Records supplied section start
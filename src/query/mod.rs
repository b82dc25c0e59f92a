//! Query Builder
//!
//! Composes InfluxQL SELECT statements from typed parts:
//!
//! - **Criteria**: expression algebra for WHERE and SELECT
//! - **Filter**: `field__lookup` keyword translation
//! - **Aggregation**: `MEAN(usage)`, `COUNT(/^usage$/)` and friends
//! - **Clause**: one state value per clause
//! - **Statement**: [`Query`], the composer with memoized execution
//! - **Raw**: literal statements and line-protocol writes
//!
//! # Examples
//!
//! ```rust,ignore
//! use influxql_builder::query::{Now, Query, RangeOptions};
//! use chrono::Duration;
//!
//! let mut query = Query::with_database("telegraf");
//! query
//!     .mean("usage_idle")?
//!     .from_measurements(["cpu"])?
//!     .filter_by("time__gte", Now::minus("1h")?)?
//!     .range_by(Duration::minutes(5), RangeOptions::new().fill(0))?
//!     .tz("Europe/Paris")?;
//!
//! // SELECT MEAN(usage_idle) FROM "cpu" WHERE time >= now() - 1h
//! //   GROUP BY time(5m) fill(0) tz('Europe/Paris')
//! println!("{}", query.explain());
//!
//! let result = query.evaluate(&backend).await?;
//! ```

mod aggregation;
mod clause;
mod criteria;
mod error;
mod filter;
mod raw;
mod statement;

#[cfg(test)]
pub(crate) mod testing;

pub use aggregation::{generate_values, Aggregation, AggregationFunc};
pub use clause::{GroupKey, RangeOptions};
pub use criteria::{Criteria, Now, Operator, Selectable, Value};
pub use error::{QueryError, QueryResult};
pub use filter::{process_filter, Lookup, Q};
pub use raw::{BulkInsert, RawQuery};
pub use statement::{ClauseKind, Query, CLAUSE_ORDER};
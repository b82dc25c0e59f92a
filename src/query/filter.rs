//! Filter Lookups
//!
//! Translates `field__lookup` keys into expression nodes:
//!
//! ```text
//! host="a"                  host = 'a'
//! age__gte=18               age >= 18
//! name__in=["a", "b"]       (name = 'a' OR name = 'b')
//! size__range=[1, 10]       (size >= 1 AND size <= 10)
//! host__regex="web"         host =~ /web/
//! ```

use std::str::FromStr;

use crate::query::criteria::{Criteria, Operator, Value};
use crate::query::error::{QueryError, QueryResult};

/// Separator between a field name and its lookup
const LOOKUP_SEPARATOR: &str = "__";

/// Lookup keywords accepted after the separator
#[derive(Debug, Clone, Copy, PartialEq, Eq)]
pub enum Lookup {
    Eq,
    Ne,
    Gt,
    Gte,
    Lt,
    Lte,
    In,
    Regex,
    IRegex,
    StartsWith,
    IStartsWith,
    EndsWith,
    IEndsWith,
    Range,
}

impl Lookup {
    /// Whether this lookup renders as a regex match.
    ///
    /// The case-insensitive and anchored variants all render the same
    /// unanchored, case-sensitive pattern.
    pub fn is_regex(self) -> bool {
        matches!(
            self,
            Self::Regex
                | Self::IRegex
                | Self::StartsWith
                | Self::IStartsWith
                | Self::EndsWith
                | Self::IEndsWith
        )
    }

    fn operator(self) -> Operator {
        match self {
            Self::Ne => Operator::Ne,
            Self::Gt => Operator::Gt,
            Self::Gte => Operator::Gte,
            Self::Lt => Operator::Lt,
            Self::Lte => Operator::Lte,
            lookup if lookup.is_regex() => Operator::Match,
            _ => Operator::Eq,
        }
    }
}

impl FromStr for Lookup {
    type Err = QueryError;

    fn from_str(s: &str) -> Result<Self, Self::Err> {
        match s {
            "eq" => Ok(Self::Eq),
            "ne" => Ok(Self::Ne),
            "gt" => Ok(Self::Gt),
            "gte" => Ok(Self::Gte),
            "lt" => Ok(Self::Lt),
            "lte" => Ok(Self::Lte),
            "in" => Ok(Self::In),
            "regex" => Ok(Self::Regex),
            "iregex" => Ok(Self::IRegex),
            "startswith" => Ok(Self::StartsWith),
            "istartswith" => Ok(Self::IStartsWith),
            "endswith" => Ok(Self::EndsWith),
            "iendswith" => Ok(Self::IEndsWith),
            "range" => Ok(Self::Range),
            other => Err(QueryError::AttributeValue(format!("Invalid lookup: {}", other))),
        }
    }
}

/// Translate a `field__lookup` key and its value into an expression
pub fn process_filter(key: &str, value: impl Into<Value>) -> QueryResult<Criteria> {
    let value = value.into();
    value.validate()?;
    let (field, lookup) = match key.split_once(LOOKUP_SEPARATOR) {
        Some((field, lookup)) => (field, lookup.parse::<Lookup>()?),
        None => (key, Lookup::Eq),
    };

    match lookup {
        Lookup::In => {
            let items = into_list(value, "in")?;
            Criteria::any_of(
                items
                    .into_iter()
                    .map(|item| Criteria::comparison(field, Operator::Eq, item)),
            )
        }
        Lookup::Range => {
            let [lower, upper]: [Value; 2] = into_list(value, "range")?
                .try_into()
                .map_err(|_| QueryError::invalid_type("range lookup expects exactly [lower, upper]"))?;
            Ok(Criteria::range(field, lower, upper))
        }
        _ if matches!(value, Value::List(_)) => Err(QueryError::invalid_type(format!(
            "{} lookup expects a single value, not a list",
            key
        ))),
        lookup if lookup.is_regex() => {
            let pattern = format!("/{}/", escape_slashes(&value.raw_text()));
            Ok(Criteria::comparison(field, Operator::Match, Value::Regex(pattern)))
        }
        lookup => Ok(Criteria::comparison(field, lookup.operator(), value)),
    }
}

/// Escape `/` inside a regex body; already escaped slashes are kept
fn escape_slashes(body: &str) -> String {
    let mut escaped = String::with_capacity(body.len());
    let mut backslashes = 0;
    for c in body.chars() {
        if c == '/' && backslashes % 2 == 0 {
            escaped.push('\\');
        }
        backslashes = if c == '\\' { backslashes + 1 } else { 0 };
        escaped.push(c);
    }
    escaped
}

fn into_list(value: Value, lookup: &str) -> QueryResult<Vec<Value>> {
    match value {
        Value::List(items) if !items.is_empty() => Ok(items),
        Value::List(_) => Err(QueryError::invalid_type(format!(
            "{} lookup expects a non-empty list",
            lookup
        ))),
        _ => Err(QueryError::invalid_type(format!(
            "{} lookup expects a list",
            lookup
        ))),
    }
}

/// A group of criteria ANDed together
///
/// Collects positional expressions and keyword lookups, the way a WHERE
/// clause call does. Two groups can be combined with [`Q::or_else`].
#[derive(Debug, Clone, Default, PartialEq)]
pub struct Q {
    criteria: Vec<Criteria>,
}

impl Q {
    /// Create an empty group
    pub fn new() -> Self {
        Self::default()
    }

    /// Create a group from a single lookup
    pub fn lookup(key: &str, value: impl Into<Value>) -> QueryResult<Self> {
        Self::new().and_lookup(key, value)
    }

    /// Add an expression
    pub fn and(mut self, criteria: Criteria) -> Self {
        self.criteria.push(criteria);
        self
    }

    /// Add a keyword lookup
    pub fn and_lookup(mut self, key: &str, value: impl Into<Value>) -> QueryResult<Self> {
        self.criteria.push(process_filter(key, value)?);
        Ok(self)
    }

    /// Check if the group holds no criteria
    pub fn is_empty(&self) -> bool {
        self.criteria.is_empty()
    }

    /// Number of criteria in the group
    pub fn len(&self) -> usize {
        self.criteria.len()
    }

    /// Collapse the group into one expression
    pub fn into_criteria(self) -> QueryResult<Criteria> {
        Criteria::conjunction(self.criteria)
    }

    /// `(self OR other)`
    pub fn or_else(self, other: Q) -> QueryResult<Criteria> {
        Ok(Criteria::disjunction(self.into_criteria()?, other.into_criteria()?))
    }

    /// The individual criteria, in insertion order
    pub fn into_inner(self) -> Vec<Criteria> {
        self.criteria
    }

    /// Render the group
    pub fn evaluate(&self) -> String {
        match self.criteria.as_slice() {
            [single] => single.evaluate(),
            all => format!(
                "({})",
                all.iter()
                    .map(Criteria::evaluate)
                    .collect::<Vec<_>>()
                    .join(" AND ")
            ),
        }
    }
}

impl From<Criteria> for Q {
    fn from(criteria: Criteria) -> Self {
        Self::new().and(criteria)
    }
}
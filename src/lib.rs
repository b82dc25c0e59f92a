//! # influxql-builder
//!
//! A fluent builder for InfluxQL statements with memoized execution against
//! an InfluxDB 1.x HTTP endpoint.
//!
//! ## Modules
//!
//! - [`query`]: Expression algebra, clause builders, and the statement composer
//! - [`client`]: Backend trait and the HTTP implementation
//! - [`serializer`]: Result formatters
//! - [`duration`]: Interval literal conversion
//! - [`timezone`]: IANA timezone registry
//! - [`config`]: TOML and environment configuration
//!
//! ## Quick Start
//!
//! ```rust,no_run
//! use influxql_builder::client::{HttpBackend, HttpBackendConfig};
//! use influxql_builder::query::Query;
//!
//! #[tokio::main]
//! async fn main() -> Result<(), Box<dyn std::error::Error>> {
//!     let backend = HttpBackend::new(HttpBackendConfig {
//!         database: Some("telegraf".to_string()),
//!         ..Default::default()
//!     })?;
//!
//!     let mut query = Query::new();
//!     query
//!         .select(["value"])?
//!         .from_measurements(["cpu"])?
//!         .filter_by("host", "server1")?
//!         .limit(5)?;
//!
//!     // SELECT value FROM "cpu" WHERE host = 'server1' LIMIT 5
//!     println!("{}", query.explain());
//!
//!     let result = query.evaluate(&backend).await?;
//!     println!("{}", result);
//!     Ok(())
//! }
//! ```

pub mod client;
pub mod config;
pub mod duration;
pub mod logging;
pub mod query;
pub mod serializer;
pub mod timezone;

// Re-export top-level types for convenience
pub use client::{HttpBackend, HttpBackendConfig, HttpMethod, QueryBackend, RawResult, Response};

pub use config::{Config, ConfigError, InfluxConfig, LoggingConfig};

pub use duration::DurationInput;

pub use query::{
    BulkInsert, Criteria, Now, Operator, Q, Query, QueryError, QueryResult, RangeOptions,
    RawQuery, Value,
};

pub use serializer::{RawSerializer, Serializer};
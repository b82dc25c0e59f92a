//! In-memory backend for unit tests

use async_trait::async_trait;
use serde_json::json;
use std::sync::atomic::{AtomicBool, AtomicUsize, Ordering};
use std::sync::Mutex;

use crate::client::{HttpMethod, QueryBackend, RawResult};
use crate::query::{QueryError, QueryResult};

/// Records every call and answers with a canned result
pub(crate) struct RecordingBackend {
    response: RawResult,
    fail_next: AtomicBool,
    query_calls: AtomicUsize,
    write_calls: AtomicUsize,
    statements: Mutex<Vec<(String, Option<String>)>>,
}

impl RecordingBackend {
    pub(crate) fn new() -> Self {
        Self::with_response(json!({
            "results": [{
                "statement_id": 0,
                "series": [{"name": "cpu", "columns": ["time", "value"], "values": [[0, 1]]}]
            }]
        }))
    }

    pub(crate) fn with_response(response: RawResult) -> Self {
        Self {
            response,
            fail_next: AtomicBool::new(false),
            query_calls: AtomicUsize::new(0),
            write_calls: AtomicUsize::new(0),
            statements: Mutex::new(Vec::new()),
        }
    }

    /// The first call fails with `Unavailable`, later calls succeed
    pub(crate) fn failing_once() -> Self {
        let backend = Self::new();
        backend.fail_next.store(true, Ordering::SeqCst);
        backend
    }

    pub(crate) fn query_calls(&self) -> usize {
        self.query_calls.load(Ordering::SeqCst)
    }

    pub(crate) fn write_calls(&self) -> usize {
        self.write_calls.load(Ordering::SeqCst)
    }

    pub(crate) fn statements(&self) -> Vec<(String, Option<String>)> {
        self.statements.lock().unwrap().clone()
    }

    async fn answer(&self, statement: &str, database: Option<&str>) -> QueryResult<RawResult> {
        self.statements
            .lock()
            .unwrap()
            .push((statement.to_string(), database.map(str::to_string)));
        // Give concurrent callers a chance to interleave
        tokio::task::yield_now().await;
        if self.fail_next.swap(false, Ordering::SeqCst) {
            return Err(QueryError::Unavailable);
        }
        Ok(self.response.clone())
    }
}

#[async_trait]
impl QueryBackend for RecordingBackend {
    async fn execute_query(
        &self,
        statement: &str,
        _method: HttpMethod,
        database: Option<&str>,
    ) -> QueryResult<RawResult> {
        self.query_calls.fetch_add(1, Ordering::SeqCst);
        self.answer(statement, database).await
    }

    async fn write_points(&self, points: &str, database: Option<&str>) -> QueryResult<RawResult> {
        self.write_calls.fetch_add(1, Ordering::SeqCst);
        self.answer(points, database).await
    }
}
//! Response envelope
//!
//! Wraps a raw backend result and exposes the error the store may have
//! embedded in an otherwise successful HTTP response:
//!
//! ```text
//! {"error": "..."}                                  request-level error
//! {"results": [{"statement_id": 0, "error": "..."}]} statement-level error
//! ```

use serde_json::Value;

use crate::client::backend::RawResult;
use crate::query::{QueryError, QueryResult};

/// A backend result under inspection
#[derive(Debug, Clone, PartialEq)]
pub struct Response {
    raw: RawResult,
}

impl Response {
    /// Wrap a raw result
    pub fn new(raw: RawResult) -> Self {
        Self { raw }
    }

    /// Borrow the raw result
    pub fn raw(&self) -> &RawResult {
        &self.raw
    }

    /// Take back the raw result
    pub fn into_raw(self) -> RawResult {
        self.raw
    }

    /// First error reported by the store, if any
    pub fn error(&self) -> Option<&str> {
        if let Some(error) = self.raw.get("error").and_then(Value::as_str) {
            return Some(error);
        }
        self.results()
            .iter()
            .find_map(|result| result.get("error").and_then(Value::as_str))
    }

    /// Whether the store reported an error
    pub fn has_error(&self) -> bool {
        self.error().is_some()
    }

    /// Fail with [`QueryError::Backend`] if the store reported an error
    pub fn raise_if_error(&self) -> QueryResult<()> {
        match self.error() {
            Some(error) => Err(QueryError::Backend(error.to_string())),
            None => Ok(()),
        }
    }

    /// Per-statement results
    pub fn results(&self) -> &[Value] {
        self.raw
            .get("results")
            .and_then(Value::as_array)
            .map(Vec::as_slice)
            .unwrap_or(&[])
    }

    /// Every series across all statement results
    pub fn series(&self) -> Vec<&Value> {
        self.results()
            .iter()
            .filter_map(|result| result.get("series").and_then(Value::as_array))
            .flatten()
            .collect()
    }
}

impl From<RawResult> for Response {
    fn from(raw: RawResult) -> Self {
        Self::new(raw)
    }
}
impl Query {
    /// Create an empty query (renders `SELECT * FROM "default"`)
    pub fn new() -> Self {
        Self::default()
    }

    /// Create an empty query targeting `database`
    pub fn with_database(database: impl Into<String>) -> Self {
        Self {
            database: Some(database.into()),
            ..Self::default()
        }
    }

    /// Target database, if any
    pub fn target_database(&self) -> Option<&str> {
        self.database.as_deref()
    }

    // ============================================
    // SELECT / INTO / FROM
    // ============================================

    /// Add fields or expressions to the SELECT list
    pub fn select<I, S>(&mut self, fields: I) -> QueryResult<&mut Self>
    where
        I: IntoIterator<Item = S>,
        S: Into<Selectable>,
    {
        for field in fields {
            self.clauses.select.push(field.into())?;
        }
        Ok(self)
    }

    /// Alias of [`Query::select`]
    pub fn only<I, S>(&mut self, fields: I) -> QueryResult<&mut Self>
    where
        I: IntoIterator<Item = S>,
        S: Into<Selectable>,
    {
        self.select(fields)
    }

    /// Write results into another measurement
    pub fn into_measurement(&mut self, measurement: &str) -> QueryResult<&mut Self> {
        self.clauses.into.set(measurement)?;
        Ok(self)
    }

    /// Read from one or more measurements
    pub fn from_measurements<I, S>(&mut self, measurements: I) -> QueryResult<&mut Self>
    where
        I: IntoIterator<Item = S>,
        S: Into<String>,
    {
        let measurements: Vec<String> = measurements.into_iter().map(Into::into).collect();
        self.clauses.from.set_measurements(&measurements)?;
        Ok(self)
    }

    /// Read from the result of another query: `FROM (<inner>)`
    pub fn subquery(&mut self, inner: &Query) -> &mut Self {
        self.clauses.from.set_subquery(inner.explain());
        self
    }

    // ============================================
    // WHERE
    // ============================================

    /// Replace all criteria
    pub fn where_<I>(&mut self, criteria: I) -> QueryResult<&mut Self>
    where
        I: IntoIterator<Item = Criteria>,
    {
        self.clauses.filter.replace(criteria.into_iter().collect())?;
        Ok(self)
    }

    /// Append every member of a filter group
    pub fn filter(&mut self, group: Q) -> QueryResult<&mut Self> {
        self.clauses.filter.extend(group.into_inner())?;
        Ok(self)
    }

    /// Append one `field__lookup` filter
    pub fn filter_by(&mut self, key: &str, value: impl Into<Value>) -> QueryResult<&mut Self> {
        self.clauses.filter.extend(vec![process_filter(key, value)?])?;
        Ok(self)
    }

    /// Append the negation of every member of a filter group
    ///
    /// Members are negated one by one and stay ANDed: excluding
    /// `a = 1 AND b = 2` renders `a != 1 AND b != 2`, not `NOT (a AND b)`.
    /// Pass a single combined expression to negate the group as a whole.
    pub fn exclude(&mut self, group: Q) -> QueryResult<&mut Self> {
        let negated = group
            .into_inner()
            .into_iter()
            .map(Criteria::negate)
            .collect::<QueryResult<Vec<_>>>()?;
        self.clauses.filter.extend(negated)?;
        Ok(self)
    }

    /// Append the negation of one `field__lookup` filter
    pub fn exclude_by(&mut self, key: &str, value: impl Into<Value>) -> QueryResult<&mut Self> {
        self.clauses
            .filter
            .extend(vec![process_filter(key, value)?.negate()?])?;
        Ok(self)
    }

    // ============================================
    // LIMIT / OFFSET / SLIMIT / SOFFSET
    // ============================================

    /// `LIMIT n`, n > 0
    pub fn limit(&mut self, value: i64) -> QueryResult<&mut Self> {
        self.clauses.limit.set(value)?;
        Ok(self)
    }

    /// `OFFSET n`, n > 0
    pub fn offset(&mut self, value: i64) -> QueryResult<&mut Self> {
        self.clauses.offset.set(value)?;
        Ok(self)
    }

    /// `SLIMIT n`, n > 0
    pub fn slimit(&mut self, value: i64) -> QueryResult<&mut Self> {
        self.clauses.slimit.set(value)?;
        Ok(self)
    }

    /// `SOFFSET n`, n > 0
    pub fn soffset(&mut self, value: i64) -> QueryResult<&mut Self> {
        self.clauses.soffset.set(value)?;
        Ok(self)
    }

    // ============================================
    // GROUP BY
    // ============================================

    /// Group by tags, or by time when one of the keys is an interval
    pub fn group_by<I, K>(&mut self, keys: I) -> QueryResult<&mut Self>
    where
        I: IntoIterator<Item = K>,
        K: Into<GroupKey>,
    {
        self.group_by_with(keys, RangeOptions::default())
    }

    /// [`Query::group_by`] with shift and fill for the time bucket
    ///
    /// The remaining tag keys are appended after the time bucket. Shift and
    /// fill without an interval are rejected.
    pub fn group_by_with<I, K>(&mut self, keys: I, options: RangeOptions) -> QueryResult<&mut Self>
    where
        I: IntoIterator<Item = K>,
        K: Into<GroupKey>,
    {
        let mut interval = None;
        let mut tags = Vec::new();
        for key in keys {
            match key.into() {
                GroupKey::Tag(tag) => tags.push(tag),
                GroupKey::Interval(duration) => {
                    if interval.replace(duration).is_some() {
                        return Err(QueryError::invalid_type(
                            "group_by accepts at most one interval",
                        ));
                    }
                }
            }
        }

        match interval {
            Some(duration) => self.range_by(duration, options.tags(tags)),
            None => {
                if options.has_time_parts() {
                    return Err(QueryError::invalid_type(
                        "shift and fill require a time interval",
                    ));
                }
                self.clauses.group_by.by_tags(tags)?;
                Ok(self)
            }
        }
    }

    /// Group into time buckets: `GROUP BY time(interval[,shift])[,tags][ fill(n)]`
    pub fn range_by(
        &mut self,
        interval: impl Into<DurationInput>,
        options: RangeOptions,
    ) -> QueryResult<&mut Self> {
        self.clauses.group_by.by_time(interval.into(), options)?;
        Ok(self)
    }

    // ============================================
    // ORDER BY / tz()
    // ============================================

    /// `ORDER BY ASC`
    pub fn asc(&mut self) -> &mut Self {
        self.clauses.order_by.set_direction(true);
        self
    }

    /// `ORDER BY DESC`
    pub fn desc(&mut self) -> &mut Self {
        self.clauses.order_by.set_direction(false);
        self
    }

    /// `ORDER BY field ASC`, or `DESC` when the field starts with `-`
    pub fn order_by(&mut self, field: &str) -> QueryResult<&mut Self> {
        self.clauses.order_by.set_field(field)?;
        Ok(self)
    }

    /// `tz('name')` for a known IANA timezone
    pub fn tz(&mut self, name: &str) -> QueryResult<&mut Self> {
        self.clauses.timezone.set(name)?;
        Ok(self)
    }

    // ============================================
    // Rendering
    // ============================================

    /// Render one clause on its own
    pub fn clause(&self, kind: ClauseKind) -> String {
        self.clauses.clause(kind).render()
    }

    /// Render the full statement without executing it
    pub fn explain(&self) -> String {
        let joined = CLAUSE_ORDER
            .iter()
            .map(|kind| self.clause(*kind))
            .collect::<Vec<_>>()
            .join(" ");
        joined.split_whitespace().collect::<Vec<_>>().join(" ")
    }

    // ============================================
    // Execution
    // ============================================

    /// Send the rendered statement, at most once per distinct statement text
    pub async fn execute(&self, backend: &dyn QueryBackend) -> QueryResult<RawResult> {
        let statement = self.explain();
        tracing::debug!(statement = %statement, database = ?self.database, "Executing query");
        self.cache
            .resolve(
                backend,
                Dispatch::Query(HttpMethod::Post),
                &statement,
                self.database.as_deref(),
            )
            .await
    }

    /// Execute, fail on a store-reported error, return the raw JSON
    pub async fn evaluate(&self, backend: &dyn QueryBackend) -> QueryResult<RawResult> {
        self.evaluate_with(backend, &RawSerializer).await
    }

    /// Execute, fail on a store-reported error, convert with `serializer`
    pub async fn evaluate_with<S: Serializer>(
        &self,
        backend: &dyn QueryBackend,
        serializer: &S,
    ) -> QueryResult<S::Output> {
        let response = Response::new(self.execute(backend).await?);
        response.raise_if_error()?;
        Self::format(response, serializer)
    }

    /// Convert a response with `serializer`
    pub fn format<S: Serializer>(response: Response, serializer: &S) -> QueryResult<S::Output> {
        serializer.convert(response)
    }

    /// Number of distinct statements resolved so far
    pub async fn resolved_count(&self) -> usize {
        self.cache.len().await
    }
}

impl std::fmt::Display for Query {
    fn fmt(&self, f: &mut std::fmt::Formatter<'_>) -> std::fmt::Result {
        write!(f, "{}", self.explain())
    }
}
Records supplied section end
### What you need to do
Those lines above that contain the string "AtomicUsize" should be returned.

### Output
use std::sync::atomic::{AtomicBool, AtomicUsize, Ordering};
    query_calls: AtomicUsize,
    write_calls: AtomicUsize,
            query_calls: AtomicUsize::new(0),
            write_calls: AtomicUsize::new(0),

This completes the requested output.